## PROMPT
Wherever the string "fdiv" occurs in a line of these records, report that line.

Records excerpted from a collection
'''
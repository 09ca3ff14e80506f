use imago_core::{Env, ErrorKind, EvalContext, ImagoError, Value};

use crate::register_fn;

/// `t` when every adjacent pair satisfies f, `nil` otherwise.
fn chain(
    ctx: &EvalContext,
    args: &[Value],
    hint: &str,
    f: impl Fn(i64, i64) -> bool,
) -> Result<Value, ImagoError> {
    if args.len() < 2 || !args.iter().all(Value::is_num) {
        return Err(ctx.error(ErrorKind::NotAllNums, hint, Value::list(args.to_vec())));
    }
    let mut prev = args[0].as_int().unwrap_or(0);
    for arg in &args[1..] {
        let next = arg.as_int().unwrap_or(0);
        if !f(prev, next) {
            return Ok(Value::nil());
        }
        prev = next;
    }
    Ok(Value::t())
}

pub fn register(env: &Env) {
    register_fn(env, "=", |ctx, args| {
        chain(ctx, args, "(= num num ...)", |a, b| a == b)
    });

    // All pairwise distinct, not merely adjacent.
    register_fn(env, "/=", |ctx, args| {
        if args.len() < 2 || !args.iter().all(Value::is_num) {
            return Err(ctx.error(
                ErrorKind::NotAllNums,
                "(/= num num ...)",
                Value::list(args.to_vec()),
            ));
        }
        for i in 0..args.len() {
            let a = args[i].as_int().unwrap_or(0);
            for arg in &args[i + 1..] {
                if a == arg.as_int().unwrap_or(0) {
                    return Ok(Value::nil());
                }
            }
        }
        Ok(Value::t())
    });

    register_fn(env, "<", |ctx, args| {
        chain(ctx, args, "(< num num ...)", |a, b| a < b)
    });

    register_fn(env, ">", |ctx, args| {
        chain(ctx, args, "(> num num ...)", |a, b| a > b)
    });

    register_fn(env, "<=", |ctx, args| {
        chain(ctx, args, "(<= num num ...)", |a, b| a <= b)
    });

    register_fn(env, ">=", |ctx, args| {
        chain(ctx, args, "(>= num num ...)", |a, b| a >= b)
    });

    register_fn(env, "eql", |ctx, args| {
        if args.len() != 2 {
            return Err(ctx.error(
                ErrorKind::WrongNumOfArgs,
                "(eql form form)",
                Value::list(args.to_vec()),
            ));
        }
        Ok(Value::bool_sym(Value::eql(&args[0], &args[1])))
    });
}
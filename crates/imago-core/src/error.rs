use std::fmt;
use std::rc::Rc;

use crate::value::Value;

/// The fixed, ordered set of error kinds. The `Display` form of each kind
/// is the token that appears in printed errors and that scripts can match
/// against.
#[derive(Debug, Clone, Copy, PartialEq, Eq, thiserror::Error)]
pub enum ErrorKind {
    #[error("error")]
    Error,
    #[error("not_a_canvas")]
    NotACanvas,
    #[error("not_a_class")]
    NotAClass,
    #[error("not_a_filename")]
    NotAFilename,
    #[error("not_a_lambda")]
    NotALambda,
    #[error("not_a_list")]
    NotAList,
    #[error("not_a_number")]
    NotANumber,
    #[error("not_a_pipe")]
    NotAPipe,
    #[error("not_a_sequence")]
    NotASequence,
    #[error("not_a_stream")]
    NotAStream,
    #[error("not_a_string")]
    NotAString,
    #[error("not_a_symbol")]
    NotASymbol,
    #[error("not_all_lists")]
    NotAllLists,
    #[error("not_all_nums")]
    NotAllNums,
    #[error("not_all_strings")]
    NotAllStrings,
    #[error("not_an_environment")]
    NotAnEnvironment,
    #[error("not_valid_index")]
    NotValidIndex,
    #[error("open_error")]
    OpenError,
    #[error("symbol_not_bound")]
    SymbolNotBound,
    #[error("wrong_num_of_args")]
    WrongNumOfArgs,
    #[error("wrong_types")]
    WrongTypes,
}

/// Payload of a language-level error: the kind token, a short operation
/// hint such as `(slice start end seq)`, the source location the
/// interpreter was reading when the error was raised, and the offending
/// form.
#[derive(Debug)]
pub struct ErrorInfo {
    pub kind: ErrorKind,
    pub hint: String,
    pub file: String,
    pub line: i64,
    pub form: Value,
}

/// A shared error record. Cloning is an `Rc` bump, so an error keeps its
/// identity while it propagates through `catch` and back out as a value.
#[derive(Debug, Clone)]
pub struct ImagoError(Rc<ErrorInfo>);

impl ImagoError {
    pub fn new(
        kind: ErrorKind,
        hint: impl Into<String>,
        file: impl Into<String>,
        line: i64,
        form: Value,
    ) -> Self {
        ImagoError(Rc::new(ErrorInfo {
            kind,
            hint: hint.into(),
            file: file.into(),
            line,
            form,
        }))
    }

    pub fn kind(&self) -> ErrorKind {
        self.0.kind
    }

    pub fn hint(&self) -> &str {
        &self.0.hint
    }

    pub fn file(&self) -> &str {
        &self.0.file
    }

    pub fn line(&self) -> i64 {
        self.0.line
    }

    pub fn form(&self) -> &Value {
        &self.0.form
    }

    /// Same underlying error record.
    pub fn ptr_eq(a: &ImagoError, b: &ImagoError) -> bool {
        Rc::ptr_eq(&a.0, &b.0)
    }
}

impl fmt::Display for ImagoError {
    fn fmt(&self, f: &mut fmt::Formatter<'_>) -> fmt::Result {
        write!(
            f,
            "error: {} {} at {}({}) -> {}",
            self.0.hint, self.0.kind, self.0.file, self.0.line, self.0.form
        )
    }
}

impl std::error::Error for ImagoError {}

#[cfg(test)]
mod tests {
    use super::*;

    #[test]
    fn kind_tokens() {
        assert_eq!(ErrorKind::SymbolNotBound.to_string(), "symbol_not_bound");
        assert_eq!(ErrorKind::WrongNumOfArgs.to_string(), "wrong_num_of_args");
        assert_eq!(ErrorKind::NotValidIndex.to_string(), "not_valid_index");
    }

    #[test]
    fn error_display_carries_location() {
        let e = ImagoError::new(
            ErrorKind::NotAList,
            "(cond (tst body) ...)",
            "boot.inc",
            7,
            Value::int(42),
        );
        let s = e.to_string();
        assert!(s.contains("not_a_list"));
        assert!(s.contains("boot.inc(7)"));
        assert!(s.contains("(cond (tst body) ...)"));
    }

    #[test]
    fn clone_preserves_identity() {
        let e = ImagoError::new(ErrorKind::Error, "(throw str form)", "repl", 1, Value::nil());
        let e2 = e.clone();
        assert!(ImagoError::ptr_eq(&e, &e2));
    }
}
'''
'''
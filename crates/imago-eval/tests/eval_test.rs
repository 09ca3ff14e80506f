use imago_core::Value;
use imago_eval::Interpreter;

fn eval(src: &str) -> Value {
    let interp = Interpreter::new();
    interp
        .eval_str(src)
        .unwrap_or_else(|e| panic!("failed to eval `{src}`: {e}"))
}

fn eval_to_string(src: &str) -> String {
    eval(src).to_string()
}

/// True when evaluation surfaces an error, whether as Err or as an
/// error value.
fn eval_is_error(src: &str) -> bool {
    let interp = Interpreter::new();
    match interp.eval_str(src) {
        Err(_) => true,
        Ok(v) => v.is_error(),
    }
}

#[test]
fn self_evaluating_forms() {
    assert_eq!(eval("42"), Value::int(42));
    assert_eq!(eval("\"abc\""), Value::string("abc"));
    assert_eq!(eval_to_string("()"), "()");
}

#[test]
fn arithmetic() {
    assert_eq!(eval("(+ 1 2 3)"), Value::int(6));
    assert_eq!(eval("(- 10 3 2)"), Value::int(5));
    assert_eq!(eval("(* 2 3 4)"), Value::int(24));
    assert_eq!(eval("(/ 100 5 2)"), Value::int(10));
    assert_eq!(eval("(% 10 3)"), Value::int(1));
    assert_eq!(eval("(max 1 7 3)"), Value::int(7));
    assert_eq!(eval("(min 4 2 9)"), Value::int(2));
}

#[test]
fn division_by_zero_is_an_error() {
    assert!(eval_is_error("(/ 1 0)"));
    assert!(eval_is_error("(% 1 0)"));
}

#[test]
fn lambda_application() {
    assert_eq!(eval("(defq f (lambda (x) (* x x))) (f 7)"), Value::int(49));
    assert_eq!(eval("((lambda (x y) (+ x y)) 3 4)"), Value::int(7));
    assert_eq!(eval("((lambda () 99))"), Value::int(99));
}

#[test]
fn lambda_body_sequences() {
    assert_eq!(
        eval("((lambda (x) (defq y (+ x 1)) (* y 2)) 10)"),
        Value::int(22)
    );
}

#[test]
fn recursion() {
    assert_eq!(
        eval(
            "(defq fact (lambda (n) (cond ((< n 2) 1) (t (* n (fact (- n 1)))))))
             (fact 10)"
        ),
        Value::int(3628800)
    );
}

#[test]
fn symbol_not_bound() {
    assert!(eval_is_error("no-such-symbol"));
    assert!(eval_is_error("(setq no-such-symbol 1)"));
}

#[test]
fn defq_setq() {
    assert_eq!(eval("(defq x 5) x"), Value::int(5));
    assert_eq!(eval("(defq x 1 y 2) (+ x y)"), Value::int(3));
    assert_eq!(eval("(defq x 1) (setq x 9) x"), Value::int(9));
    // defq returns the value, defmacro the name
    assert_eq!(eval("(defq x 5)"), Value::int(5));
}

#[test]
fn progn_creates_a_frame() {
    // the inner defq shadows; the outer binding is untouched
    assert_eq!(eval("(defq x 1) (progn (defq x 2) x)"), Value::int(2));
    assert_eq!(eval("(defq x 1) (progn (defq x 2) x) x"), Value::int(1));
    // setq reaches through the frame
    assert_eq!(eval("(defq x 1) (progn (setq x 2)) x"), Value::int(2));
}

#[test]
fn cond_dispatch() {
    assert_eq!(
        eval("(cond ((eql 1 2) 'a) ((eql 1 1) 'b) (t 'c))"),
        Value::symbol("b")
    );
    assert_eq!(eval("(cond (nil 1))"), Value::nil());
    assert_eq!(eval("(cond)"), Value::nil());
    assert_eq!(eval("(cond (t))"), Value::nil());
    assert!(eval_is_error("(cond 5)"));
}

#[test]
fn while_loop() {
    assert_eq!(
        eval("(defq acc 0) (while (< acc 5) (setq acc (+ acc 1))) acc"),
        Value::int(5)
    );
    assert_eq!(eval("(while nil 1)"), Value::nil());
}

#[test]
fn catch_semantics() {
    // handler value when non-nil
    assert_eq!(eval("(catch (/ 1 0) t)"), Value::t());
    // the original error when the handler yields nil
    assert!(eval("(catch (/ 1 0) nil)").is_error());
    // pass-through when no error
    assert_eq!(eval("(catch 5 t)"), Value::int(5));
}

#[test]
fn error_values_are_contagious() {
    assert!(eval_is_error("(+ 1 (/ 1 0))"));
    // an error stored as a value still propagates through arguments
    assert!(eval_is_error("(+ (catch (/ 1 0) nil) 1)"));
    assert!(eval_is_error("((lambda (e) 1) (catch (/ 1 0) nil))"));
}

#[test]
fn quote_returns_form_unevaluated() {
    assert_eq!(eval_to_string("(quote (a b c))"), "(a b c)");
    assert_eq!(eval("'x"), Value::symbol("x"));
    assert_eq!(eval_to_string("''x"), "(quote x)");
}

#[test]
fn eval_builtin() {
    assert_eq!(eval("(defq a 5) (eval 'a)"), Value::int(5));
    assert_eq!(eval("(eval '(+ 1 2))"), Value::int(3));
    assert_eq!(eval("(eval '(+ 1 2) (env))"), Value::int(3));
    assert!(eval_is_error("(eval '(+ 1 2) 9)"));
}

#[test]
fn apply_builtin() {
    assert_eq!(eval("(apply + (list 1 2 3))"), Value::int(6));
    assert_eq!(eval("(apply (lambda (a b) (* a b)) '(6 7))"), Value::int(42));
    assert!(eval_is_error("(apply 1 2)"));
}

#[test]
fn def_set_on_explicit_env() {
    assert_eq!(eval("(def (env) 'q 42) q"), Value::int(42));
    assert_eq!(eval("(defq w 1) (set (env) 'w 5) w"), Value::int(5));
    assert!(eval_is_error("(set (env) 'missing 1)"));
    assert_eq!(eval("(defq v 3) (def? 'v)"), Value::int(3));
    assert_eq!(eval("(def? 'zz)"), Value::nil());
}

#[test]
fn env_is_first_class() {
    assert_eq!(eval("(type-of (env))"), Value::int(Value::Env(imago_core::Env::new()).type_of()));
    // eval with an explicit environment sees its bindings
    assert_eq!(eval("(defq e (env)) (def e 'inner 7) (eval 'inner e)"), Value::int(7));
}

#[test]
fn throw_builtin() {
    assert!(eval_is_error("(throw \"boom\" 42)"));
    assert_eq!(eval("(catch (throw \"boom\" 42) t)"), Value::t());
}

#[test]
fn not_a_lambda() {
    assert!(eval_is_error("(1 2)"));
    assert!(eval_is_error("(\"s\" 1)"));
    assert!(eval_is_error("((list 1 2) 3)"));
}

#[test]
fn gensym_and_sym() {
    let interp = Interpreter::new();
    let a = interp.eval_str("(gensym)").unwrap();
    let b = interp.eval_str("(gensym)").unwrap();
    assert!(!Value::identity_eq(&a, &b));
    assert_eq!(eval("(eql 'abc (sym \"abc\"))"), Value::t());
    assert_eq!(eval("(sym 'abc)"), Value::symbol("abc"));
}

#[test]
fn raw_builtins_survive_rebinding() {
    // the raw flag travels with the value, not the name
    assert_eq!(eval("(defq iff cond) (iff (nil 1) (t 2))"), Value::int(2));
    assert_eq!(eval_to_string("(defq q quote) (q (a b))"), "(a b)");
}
'''
'''
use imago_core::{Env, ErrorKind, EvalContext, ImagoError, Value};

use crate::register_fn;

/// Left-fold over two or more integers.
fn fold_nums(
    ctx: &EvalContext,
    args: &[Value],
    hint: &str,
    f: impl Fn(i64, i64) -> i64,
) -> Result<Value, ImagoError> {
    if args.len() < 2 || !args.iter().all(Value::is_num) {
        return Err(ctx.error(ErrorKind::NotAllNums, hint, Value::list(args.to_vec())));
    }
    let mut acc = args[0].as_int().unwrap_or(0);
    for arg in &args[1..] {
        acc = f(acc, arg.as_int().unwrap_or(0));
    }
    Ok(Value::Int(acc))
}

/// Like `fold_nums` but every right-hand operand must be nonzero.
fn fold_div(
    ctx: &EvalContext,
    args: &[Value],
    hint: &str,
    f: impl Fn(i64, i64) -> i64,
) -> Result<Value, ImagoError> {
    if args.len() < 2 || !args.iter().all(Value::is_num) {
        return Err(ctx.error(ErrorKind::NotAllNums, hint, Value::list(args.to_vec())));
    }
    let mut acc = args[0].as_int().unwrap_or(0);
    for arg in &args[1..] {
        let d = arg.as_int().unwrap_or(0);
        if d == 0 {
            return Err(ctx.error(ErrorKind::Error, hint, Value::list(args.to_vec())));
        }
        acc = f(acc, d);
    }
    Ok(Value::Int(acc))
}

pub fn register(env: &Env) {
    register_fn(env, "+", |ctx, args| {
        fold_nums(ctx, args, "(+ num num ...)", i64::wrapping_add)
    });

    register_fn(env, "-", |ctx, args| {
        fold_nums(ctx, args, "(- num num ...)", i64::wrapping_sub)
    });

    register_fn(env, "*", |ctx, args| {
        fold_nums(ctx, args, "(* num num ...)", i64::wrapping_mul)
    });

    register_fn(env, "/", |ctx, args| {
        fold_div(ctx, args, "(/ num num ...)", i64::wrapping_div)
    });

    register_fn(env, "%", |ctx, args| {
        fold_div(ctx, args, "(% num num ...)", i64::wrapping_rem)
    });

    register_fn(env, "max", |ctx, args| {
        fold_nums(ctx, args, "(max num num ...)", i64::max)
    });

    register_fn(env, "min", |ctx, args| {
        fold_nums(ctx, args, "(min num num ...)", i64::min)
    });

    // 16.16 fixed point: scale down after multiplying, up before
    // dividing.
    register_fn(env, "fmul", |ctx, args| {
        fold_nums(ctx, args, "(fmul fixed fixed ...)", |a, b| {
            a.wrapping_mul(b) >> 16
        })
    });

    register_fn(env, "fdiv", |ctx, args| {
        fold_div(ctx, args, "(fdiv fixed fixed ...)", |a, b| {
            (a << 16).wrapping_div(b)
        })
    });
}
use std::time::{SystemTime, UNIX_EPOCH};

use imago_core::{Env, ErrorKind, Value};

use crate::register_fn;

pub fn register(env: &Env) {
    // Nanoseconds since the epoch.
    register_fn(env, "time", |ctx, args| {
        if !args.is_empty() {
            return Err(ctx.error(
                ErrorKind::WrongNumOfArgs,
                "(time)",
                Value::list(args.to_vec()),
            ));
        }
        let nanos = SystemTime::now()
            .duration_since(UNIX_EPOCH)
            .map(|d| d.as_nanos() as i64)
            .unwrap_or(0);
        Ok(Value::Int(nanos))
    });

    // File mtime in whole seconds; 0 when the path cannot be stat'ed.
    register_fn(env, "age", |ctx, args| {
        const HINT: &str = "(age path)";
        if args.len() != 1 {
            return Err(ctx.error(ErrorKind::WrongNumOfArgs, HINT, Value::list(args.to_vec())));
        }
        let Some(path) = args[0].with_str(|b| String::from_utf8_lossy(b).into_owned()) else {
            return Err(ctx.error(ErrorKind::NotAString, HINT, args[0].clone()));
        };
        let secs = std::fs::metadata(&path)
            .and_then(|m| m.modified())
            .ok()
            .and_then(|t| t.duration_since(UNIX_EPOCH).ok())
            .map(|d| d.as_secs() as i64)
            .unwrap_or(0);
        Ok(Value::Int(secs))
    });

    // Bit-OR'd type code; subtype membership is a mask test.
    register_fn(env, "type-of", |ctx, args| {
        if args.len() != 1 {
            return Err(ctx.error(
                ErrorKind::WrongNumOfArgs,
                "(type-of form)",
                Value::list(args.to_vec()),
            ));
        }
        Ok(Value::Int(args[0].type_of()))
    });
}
'''
## ANSWER SECTION
    register_fn(env, "fdiv", |ctx, args| {
        fold_div(ctx, args, "(fdiv fixed fixed ...)", |a, b| {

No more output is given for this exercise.